Who needs palliative care?
- Historically palliative care was provided to patients with a diagnosis of cancer. It is now well recognized that everyone who is diagnosed with a life limiting illness, including cancer, chronic disease and end stage organ failure may benefit from palliative care.
Time for palliative care
- Palliative care is not provided only during last stage of disease. It is started as soon as someone is diagnosed with life limiting illness. It can be given at any setting such as home, community, hospital. It differs from hospice, as hospice service is give only during last few days of life.
Who can provide palliative care?
- Palliative care is usually provided by palliative care specialists, health care practitioners who have received special training and/or certification in palliative care. They provide holistic care to the patient and family or caregiver focusing on the physical, emotional, social, and spiritual issues cancer patients may face during the cancer experience.
- Often, palliative care specialists work as part of a multidisciplinary team that may include doctors, nurses, registered dieticians, pharmacists, chaplains, psychologists, and social workers.
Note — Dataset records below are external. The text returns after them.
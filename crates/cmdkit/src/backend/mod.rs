//! Backend abstraction for running processes.
//!
//! The [`Executor`] trait is the only place where a child process is
//! started. Code above it only sees captured bytes and a success flag,
//! which keeps the lifecycle logic testable without spawning anything.

pub mod process;

use crate::error::Result;
use crate::types::CommandOutput;
use std::sync::Arc;

/// Process-execution capability.
///
/// Implementations run `program` with `args` to completion and return the
/// combined stdout/stderr stream. A program that cannot be started is an
/// error; a program that starts and exits unsuccessfully is reported
/// through [`CommandOutput::success`].
pub trait Executor: Send + Sync {
    /// Run a program and capture its combined output.
    fn execute(&self, program: &str, args: &[String]) -> Result<CommandOutput>;
}

impl<E: Executor + ?Sized> Executor for Box<E> {
    fn execute(&self, program: &str, args: &[String]) -> Result<CommandOutput> {
        (**self).execute(program, args)
    }
}

impl<E: Executor + ?Sized> Executor for Arc<E> {
    fn execute(&self, program: &str, args: &[String]) -> Result<CommandOutput> {
        (**self).execute(program, args)
    }
}

/// Get the default executor (real child processes).
pub fn default_executor() -> process::SystemExecutor {
    process::SystemExecutor::new()
}
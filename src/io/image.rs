use crate::error::Result;
use image::codecs::tga::TgaEncoder;
use image::{ColorType, DynamicImage};
use log::info;
use nalgebra::Vector3;
use std::fs::File;
use std::io::BufWriter;
use std::path::Path;

/// Raw pixel value. Grayscale images use only the first channel,
/// RGB images ignore the last one.
pub type Pixel = [u8; 4];

/// Number and meaning of the channels stored per pixel.
#[derive(Debug, Clone, Copy, PartialEq, Eq)]
pub enum Format {
    Grayscale,
    Rgb,
    Rgba,
}

impl Format {
    pub fn bytes_per_pixel(self) -> usize {
        match self {
            Format::Grayscale => 1,
            Format::Rgb => 3,
            Format::Rgba => 4,
        }
    }

    fn color_type(self) -> ColorType {
        match self {
            Format::Grayscale => ColorType::L8,
            Format::Rgb => ColorType::Rgb8,
            Format::Rgba => ColorType::Rgba8,
        }
    }
}

/// Converts a linear [0, 1] color to an opaque pixel, clamping every channel.
#[inline]
pub fn color_to_pixel(color: Vector3<f32>) -> Pixel {
    let quantize = |c: f32| (c.clamp(0.0, 1.0) * 255.0).round() as u8;
    [quantize(color.x), quantize(color.y), quantize(color.z), 255]
}

/// Flat 8-bit pixel grid. Row 0 is whatever the caller treats as the first
/// row; the renderer writes with a bottom-left origin and flips once before
/// encoding.
#[derive(Debug, Clone, PartialEq, Eq)]
pub struct Image {
    width: usize,
    height: usize,
    format: Format,
    data: Vec<u8>,
}

impl Image {
    /// Creates a black (zeroed) image.
    pub fn new(width: usize, height: usize, format: Format) -> Self {
        Self {
            width,
            height,
            format,
            data: vec![0; width * height * format.bytes_per_pixel()],
        }
    }

    pub fn width(&self) -> usize {
        self.width
    }

    pub fn height(&self) -> usize {
        self.height
    }

    pub fn format(&self) -> Format {
        self.format
    }

    pub fn as_bytes(&self) -> &[u8] {
        &self.data
    }

    #[inline(always)]
    fn offset(&self, x: usize, y: usize) -> usize {
        (y * self.width + x) * self.format.bytes_per_pixel()
    }

    /// Reads a pixel, `None` outside the image.
    pub fn get(&self, x: usize, y: usize) -> Option<Pixel> {
        if x >= self.width || y >= self.height {
            return None;
        }
        let o = self.offset(x, y);
        let d = &self.data;
        Some(match self.format {
            Format::Grayscale => [d[o], d[o], d[o], 255],
            Format::Rgb => [d[o], d[o + 1], d[o + 2], 255],
            Format::Rgba => [d[o], d[o + 1], d[o + 2], d[o + 3]],
        })
    }

    /// Writes a pixel. Returns false (and writes nothing) outside the image.
    pub fn set(&mut self, x: usize, y: usize, pixel: Pixel) -> bool {
        if x >= self.width || y >= self.height {
            return false;
        }
        let o = self.offset(x, y);
        let bpp = self.format.bytes_per_pixel();
        self.data[o..o + bpp].copy_from_slice(&pixel[..bpp]);
        true
    }

    /// Writes a linear color, clamped to the displayable range.
    #[inline]
    pub fn set_color(&mut self, x: usize, y: usize, color: Vector3<f32>) -> bool {
        self.set(x, y, color_to_pixel(color))
    }

    /// Resets every byte to zero.
    pub fn clear(&mut self) {
        self.data.fill(0);
    }

    /// Mirrors the rows so that row 0 becomes the last one.
    pub fn flip_vertically(&mut self) {
        let row_len = self.width * self.format.bytes_per_pixel();
        let half = self.height / 2;
        for y in 0..half {
            let (top, bottom) = self.data.split_at_mut((self.height - 1 - y) * row_len);
            top[y * row_len..(y + 1) * row_len].swap_with_slice(&mut bottom[..row_len]);
        }
    }

    /// Draws a line between two pixel coordinates via Bresenham's algorithm
    /// (all octants, integer error term).
    ///
    /// The segment is clipped to the image first, so far off-screen or
    /// non-finite endpoints cost nothing beyond the visible part.
    pub fn line(&mut self, x0: f32, y0: f32, x1: f32, y1: f32, pixel: Pixel) {
        let Some((x0, y0, x1, y1)) =
            self.clip_segment(x0 as f64, y0 as f64, x1 as f64, y1 as f64)
        else {
            return;
        };
        let snap = |v: f64, max: usize| (v.round() as i64).clamp(0, max as i64);
        let (x0, x1) = (snap(x0, self.width - 1), snap(x1, self.width - 1));
        let (y0, y1) = (snap(y0, self.height - 1), snap(y1, self.height - 1));

        let dx = (x1 - x0).abs();
        let sx = if x0 < x1 { 1 } else { -1 };
        let dy = -(y1 - y0).abs();
        let sy = if y0 < y1 { 1 } else { -1 };
        let mut error = dx + dy;
        let (mut x, mut y) = (x0, y0);

        loop {
            self.set(x as usize, y as usize, pixel);
            if x == x1 && y == y1 {
                break;
            }
            let e2 = 2 * error;
            if e2 >= dy {
                error += dy;
                x += sx;
            }
            if e2 <= dx {
                error += dx;
                y += sy;
            }
        }
    }

    /// Liang-Barsky clip of a segment against `[0, width-1] x [0, height-1]`.
    fn clip_segment(
        &self,
        x0: f64,
        y0: f64,
        x1: f64,
        y1: f64,
    ) -> Option<(f64, f64, f64, f64)> {
        if self.width == 0 || self.height == 0 {
            return None;
        }
        if ![x0, y0, x1, y1].iter().all(|v| v.is_finite()) {
            return None;
        }
        let (x_max, y_max) = ((self.width - 1) as f64, (self.height - 1) as f64);
        let (dx, dy) = (x1 - x0, y1 - y0);
        let (mut t0, mut t1) = (0.0f64, 1.0f64);

        for (p, q) in [(-dx, x0), (dx, x_max - x0), (-dy, y0), (dy, y_max - y0)] {
            if p == 0.0 {
                if q < 0.0 {
                    return None;
                }
                continue;
            }
            let r = q / p;
            if p < 0.0 {
                if r > t1 {
                    return None;
                }
                t0 = t0.max(r);
            } else {
                if r < t0 {
                    return None;
                }
                t1 = t1.min(r);
            }
        }
        Some((x0 + t0 * dx, y0 + t0 * dy, x0 + t1 * dx, y0 + t1 * dy))
    }

    /// Encodes the image as an uncompressed TGA file, rows written as stored.
    pub fn write_tga<P: AsRef<Path>>(&self, path: P) -> Result<()> {
        let path = path.as_ref();
        let writer = BufWriter::new(File::create(path)?);
        TgaEncoder::new(writer).disable_rle().encode(
            &self.data,
            self.width as u32,
            self.height as u32,
            self.format.color_type().into(),
        )?;
        info!(
            "Wrote {:?} ({}x{}, {:?})",
            path, self.width, self.height, self.format
        );
        Ok(())
    }

    /// Decodes any format supported by the `image` crate. Row 0 is the top row of the file.
    pub fn read<P: AsRef<Path>>(path: P) -> Result<Self> {
        let decoded = image::open(path.as_ref())?;
        Ok(Self::from_dynamic(decoded))
    }

    fn from_dynamic(decoded: DynamicImage) -> Self {
        let width = decoded.width() as usize;
        let height = decoded.height() as usize;
        let color = decoded.color();
        let (format, data) = if color.has_alpha() {
            (Format::Rgba, decoded.into_rgba8().into_raw())
        } else if color.channel_count() == 1 {
            (Format::Grayscale, decoded.into_luma8().into_raw())
        } else {
            (Format::Rgb, decoded.into_rgb8().into_raw())
        };
        Self {
            width,
            height,
            format,
            data,
        }
    }
}

#[cfg(test)]
mod tests {
    use super::*;

    const RED: Pixel = [255, 0, 0, 255];

    #[test]
    fn set_and_get_respect_format() {
        let mut img = Image::new(4, 3, Format::Rgb);
        assert!(img.set(1, 2, [10, 20, 30, 40]));
        assert_eq!(img.get(1, 2), Some([10, 20, 30, 255]));

        let mut gray = Image::new(2, 2, Format::Grayscale);
        gray.set(0, 1, [99, 1, 2, 3]);
        assert_eq!(gray.get(0, 1), Some([99, 99, 99, 255]));
    }

    #[test]
    fn out_of_bounds_access_is_ignored() {
        let mut img = Image::new(2, 2, Format::Rgba);
        assert!(!img.set(2, 0, RED));
        assert!(img.get(0, 2).is_none());
        assert!(img.as_bytes().iter().all(|&b| b == 0));
    }

    #[test]
    fn color_is_clamped_at_write() {
        let mut img = Image::new(1, 1, Format::Rgb);
        img.set_color(0, 0, Vector3::new(1.7, -0.3, 0.5));
        assert_eq!(img.get(0, 0), Some([255, 0, 128, 255]));
    }

    #[test]
    fn flip_vertically_swaps_rows() {
        let mut img = Image::new(2, 3, Format::Grayscale);
        img.set(0, 0, [1, 0, 0, 0]);
        img.set(1, 1, [2, 0, 0, 0]);
        img.set(0, 2, [3, 0, 0, 0]);
        img.flip_vertically();
        assert_eq!(img.get(0, 2).unwrap()[0], 1);
        assert_eq!(img.get(1, 1).unwrap()[0], 2);
        assert_eq!(img.get(0, 0).unwrap()[0], 3);
    }

    #[test]
    fn bresenham_covers_steep_and_shallow_lines() {
        let mut img = Image::new(10, 10, Format::Rgb);
        img.line(0.0, 0.0, 9.0, 3.0, RED);
        img.line(2.0, 9.0, 4.0, 0.0, RED);
        // Endpoints are always drawn.
        for (x, y) in [(0, 0), (9, 3), (2, 9), (4, 0)] {
            assert_eq!(img.get(x, y), Some(RED));
        }
        // A steep line touches every row it spans.
        for y in 0..10 {
            let hits = (2..=4).filter(|&x| img.get(x, y) == Some(RED)).count();
            assert!(hits >= 1, "row {y} has no pixel");
        }
    }

    #[test]
    fn lines_are_clipped_to_the_image() {
        let mut img = Image::new(32, 32, Format::Rgb);
        img.line(-1e10, 5.0, 1e10, 5.0, RED);
        for x in 0..32 {
            assert_eq!(img.get(x, 5), Some(RED), "column {x} of row 5");
        }
        assert_eq!(img.get(0, 4), Some([0, 0, 0, 255]));

        // One endpoint far off to the right: only the visible run is drawn.
        let mut img = Image::new(32, 32, Format::Rgb);
        img.line(0.0, 5.0, 5e8, 5.0, RED);
        assert_eq!(img.get(0, 5), Some(RED));
        assert_eq!(img.get(31, 5), Some(RED));

        // Entirely outside, or not finite: nothing.
        let mut img = Image::new(8, 8, Format::Rgb);
        img.line(-20.0, -3.0, -1.0, -9.0, RED);
        img.line(f32::NAN, 1.0, 3.0, 3.0, RED);
        img.line(0.0, f32::INFINITY, 3.0, 3.0, RED);
        assert!(img.as_bytes().iter().all(|&b| b == 0));
    }

    #[test]
    fn tga_round_trip_through_disk() {
        let mut img = Image::new(3, 2, Format::Rgb);
        img.set(2, 1, [1, 2, 3, 255]);
        let path = std::env::temp_dir().join(format!("softraster-{}.tga", std::process::id()));
        img.write_tga(&path).unwrap();
        let back = Image::read(&path).unwrap();
        std::fs::remove_file(&path).ok();
        assert_eq!(back.format(), Format::Rgb);
        assert_eq!(back.get(2, 1), Some([1, 2, 3, 255]));
    }
}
The palliative care team works in conjunction with your oncology care team to manage your care and maintain the best possible quality of life for you.
- Palliative care specialists also provide caregiver support, facilitate communication among members of the health care team, and help with discussions focusing on goals of care for the patient.
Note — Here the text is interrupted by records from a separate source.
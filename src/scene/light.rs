use crate::error::{RenderError, Result};
use nalgebra::Vector3;

/// The single directional light of a scene.
///
/// `direction` points from the scene toward the light and doubles as the
/// light's eye position for the shadow pass.
#[derive(Debug, Clone, Copy, PartialEq)]
pub struct DirectionalLight {
    direction: Vector3<f32>,
}

impl DirectionalLight {
    pub fn new(direction: Vector3<f32>) -> Result<Self> {
        if direction.norm() < 1e-6 {
            return Err(RenderError::DegenerateVector("light direction is zero"));
        }
        Ok(Self { direction })
    }

    /// As configured, used as the eye of the light pass.
    pub fn direction(&self) -> Vector3<f32> {
        self.direction
    }
}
Issues addressed by palliative care team
- Physical: Common physical symptoms include pain, fatigue, loss of appetite, nausea, vomiting, shortness of breath, and insomnia.
- Emotional and coping: Palliative care specialists can provide resources to help patients and families deal with the emotions that come with a cancer diagnosis and cancer treatment. Depression, anxiety, and fear are only a few of the concerns that can be addressed through palliative care.
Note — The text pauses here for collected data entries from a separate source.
use crate::core::math::transform::{embed, project, transform_direction};
use crate::core::pipeline::{Shader, Varying};
use crate::error::Result;
use crate::pipeline::shaders::{lambert, phong_specular, reflect};
use crate::scene::context::RenderContext;
use nalgebra::{Matrix4, Vector2, Vector3, Vector4};

/// Default ambient term added to every lit pixel.
pub const DEFAULT_AMBIENT: f32 = 5.0 / 255.0;

/// Weight of the specular term against the diffuse one.
const SPECULAR_WEIGHT: f32 = 0.6;

/// A standard Phong lighting shader.
/// Calculates Ambient + Diffuse + Specular per pixel in shading space (P·MV).
pub struct PhongShader {
    uniform_mit: Matrix4<f32>,
    light: Vector3<f32>,
    pub ambient: f32,

    uv: Varying<Vector2<f32>>,
    normal: Varying<Vector3<f32>>,
}

impl PhongShader {
    pub fn new(ctx: &RenderContext) -> Result<Self> {
        let uniform_mit = ctx.transforms.uniform_mit()?;
        let light = transform_direction(&ctx.transforms.uniform_m(), &ctx.light_dir);
        Ok(Self {
            uniform_mit,
            light,
            ambient: DEFAULT_AMBIENT,
            uv: Varying::new(),
            normal: Varying::new(),
        })
    }

    pub fn with_ambient(mut self, ambient: f32) -> Self {
        self.ambient = ambient;
        self
    }
}

impl Shader for PhongShader {
    fn vertex(&mut self, ctx: &RenderContext, face: usize, nth: usize) -> Vector4<f32> {
        // 1. Varyings: uv as is, normal into shading space
        self.uv.set(nth, ctx.model.vertex_uv(face, nth));
        let n = ctx.model.vertex_normal(face, nth);
        self.normal
            .set(nth, project(&(self.uniform_mit * embed(&n, 0.0))));

        // 2. Screen position
        ctx.clip_position(face, nth)
    }

    fn fragment(&self, ctx: &RenderContext, bar: Vector3<f32>) -> Option<Vector3<f32>> {
        let uv = self.uv.interpolate(bar);

        // 1. Normal: object-space map if present, else the interpolated one
        let n = match ctx.model.normal(uv) {
            Some(mapped) => transform_direction(&self.uniform_mit, &mapped),
            None => self.normal.interpolate(bar).normalize(),
        };

        // 2. Lighting
        let l = self.light;
        let diffuse = lambert(&n, &l);
        let specular = phong_specular(&reflect(&n, &l), ctx.model.specular(uv));

        // 3. Combine
        let color = ctx.model.diffuse(uv);
        Some(color * (diffuse + SPECULAR_WEIGHT * specular) + Vector3::repeat(self.ambient))
    }
}

#[cfg(test)]
mod tests {
    use super::*;
    use crate::core::math::transform::TransformSet;
    use crate::scene::mesh::Mesh;
    use crate::scene::model::Model;

    fn shade(light: Vector3<f32>) -> Vector3<f32> {
        let model = Model::from_mesh(Mesh::create_test_triangle());
        let ctx = RenderContext::new(&model, light, TransformSet::identity());
        let mut shader = PhongShader::new(&ctx).unwrap().with_ambient(0.0);
        for nth in 0..3 {
            shader.vertex(&ctx, 0, nth);
        }
        shader.fragment(&ctx, Vector3::new(0.2, 0.3, 0.5)).unwrap()
    }

    #[test]
    fn head_on_light_gives_diffuse_plus_specular() {
        let c = shade(Vector3::z());
        assert!((c.x - 1.6).abs() < 1e-4);
    }

    #[test]
    fn back_light_leaves_only_ambient() {
        let model = Model::from_mesh(Mesh::create_test_triangle());
        let ctx = RenderContext::new(&model, -Vector3::z(), TransformSet::identity());
        let mut shader = PhongShader::new(&ctx).unwrap();
        for nth in 0..3 {
            shader.vertex(&ctx, 0, nth);
        }
        let c = shader.fragment(&ctx, Vector3::x()).unwrap();
        assert!((c - Vector3::repeat(DEFAULT_AMBIENT)).norm() < 1e-6);
    }

    #[test]
    fn grazing_light_is_dimmer_than_head_on() {
        let grazing = shade(Vector3::new(1.0, 0.0, 0.2));
        let head_on = shade(Vector3::z());
        assert!(grazing.x < head_on.x);
        assert!(grazing.x > 0.0);
    }
}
- Caregiver needs: Family members are an important part of cancer care. Like the patients, they also have changing needs. They have to look after patient along with their daily duties and works. Uncertainty about how to help their loved one with medical situations, inadequate social support, and emotions such as worry and fear can also add to caregiver stress.
- Practical needs. Palliative care specialists can also assist with financial and legal worries, insurance questions, and employment concerns.
Benefits of palliative care
- Increased quality of life
- Relief from different symptoms
- Decreased emergency visits
- Decreased financial burden
- Help to family members who look after patients by providing necessary help they need.